● EXTRACTED RECORDS:
--- START ---
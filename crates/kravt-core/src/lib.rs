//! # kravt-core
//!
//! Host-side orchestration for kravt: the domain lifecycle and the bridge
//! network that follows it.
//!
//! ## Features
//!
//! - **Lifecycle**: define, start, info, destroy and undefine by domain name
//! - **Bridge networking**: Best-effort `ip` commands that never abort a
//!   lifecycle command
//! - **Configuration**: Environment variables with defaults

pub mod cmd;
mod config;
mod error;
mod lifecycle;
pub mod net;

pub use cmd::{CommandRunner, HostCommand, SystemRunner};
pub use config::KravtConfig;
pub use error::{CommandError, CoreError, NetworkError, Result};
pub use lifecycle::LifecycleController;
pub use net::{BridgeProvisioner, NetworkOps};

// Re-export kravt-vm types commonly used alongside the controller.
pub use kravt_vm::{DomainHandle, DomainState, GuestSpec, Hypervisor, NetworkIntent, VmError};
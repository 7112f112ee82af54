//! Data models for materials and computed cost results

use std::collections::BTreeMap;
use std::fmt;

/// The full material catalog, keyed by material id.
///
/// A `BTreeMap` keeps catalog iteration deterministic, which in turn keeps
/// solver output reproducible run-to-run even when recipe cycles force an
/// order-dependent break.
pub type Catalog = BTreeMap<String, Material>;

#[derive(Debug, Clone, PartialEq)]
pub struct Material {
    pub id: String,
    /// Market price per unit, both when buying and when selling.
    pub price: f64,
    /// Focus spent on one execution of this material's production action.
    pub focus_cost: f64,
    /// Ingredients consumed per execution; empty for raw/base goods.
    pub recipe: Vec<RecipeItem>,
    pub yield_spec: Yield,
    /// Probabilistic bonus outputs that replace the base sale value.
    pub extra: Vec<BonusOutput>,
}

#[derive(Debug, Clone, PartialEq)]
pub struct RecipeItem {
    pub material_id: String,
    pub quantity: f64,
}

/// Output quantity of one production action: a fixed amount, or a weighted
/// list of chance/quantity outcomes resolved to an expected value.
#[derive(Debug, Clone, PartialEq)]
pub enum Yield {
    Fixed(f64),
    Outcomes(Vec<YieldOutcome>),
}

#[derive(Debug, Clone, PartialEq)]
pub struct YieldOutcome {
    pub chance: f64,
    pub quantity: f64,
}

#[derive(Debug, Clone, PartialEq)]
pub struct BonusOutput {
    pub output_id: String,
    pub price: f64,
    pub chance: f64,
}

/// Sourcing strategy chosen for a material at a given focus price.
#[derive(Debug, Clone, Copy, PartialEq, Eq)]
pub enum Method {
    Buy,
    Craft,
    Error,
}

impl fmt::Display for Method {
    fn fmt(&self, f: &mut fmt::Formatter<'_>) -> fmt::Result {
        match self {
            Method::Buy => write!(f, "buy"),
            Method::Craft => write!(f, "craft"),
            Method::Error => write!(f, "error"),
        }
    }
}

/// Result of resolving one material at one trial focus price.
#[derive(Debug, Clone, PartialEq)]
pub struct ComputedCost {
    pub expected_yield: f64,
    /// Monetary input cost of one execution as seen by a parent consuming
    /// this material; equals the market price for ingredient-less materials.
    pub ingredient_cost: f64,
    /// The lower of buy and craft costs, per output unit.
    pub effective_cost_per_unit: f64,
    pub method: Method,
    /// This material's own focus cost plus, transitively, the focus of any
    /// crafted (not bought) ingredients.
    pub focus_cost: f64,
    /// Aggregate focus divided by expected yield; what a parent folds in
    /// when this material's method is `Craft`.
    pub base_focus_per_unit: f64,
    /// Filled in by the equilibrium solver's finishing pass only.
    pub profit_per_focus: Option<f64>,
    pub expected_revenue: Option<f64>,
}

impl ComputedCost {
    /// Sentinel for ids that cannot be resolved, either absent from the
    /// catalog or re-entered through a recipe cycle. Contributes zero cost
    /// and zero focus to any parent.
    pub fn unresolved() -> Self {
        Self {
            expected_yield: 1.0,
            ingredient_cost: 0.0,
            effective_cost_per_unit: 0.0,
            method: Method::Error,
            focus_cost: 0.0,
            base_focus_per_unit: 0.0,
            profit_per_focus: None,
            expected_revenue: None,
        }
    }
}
--- END ---
Lines above containing "that": how many? Reply with the number only.

4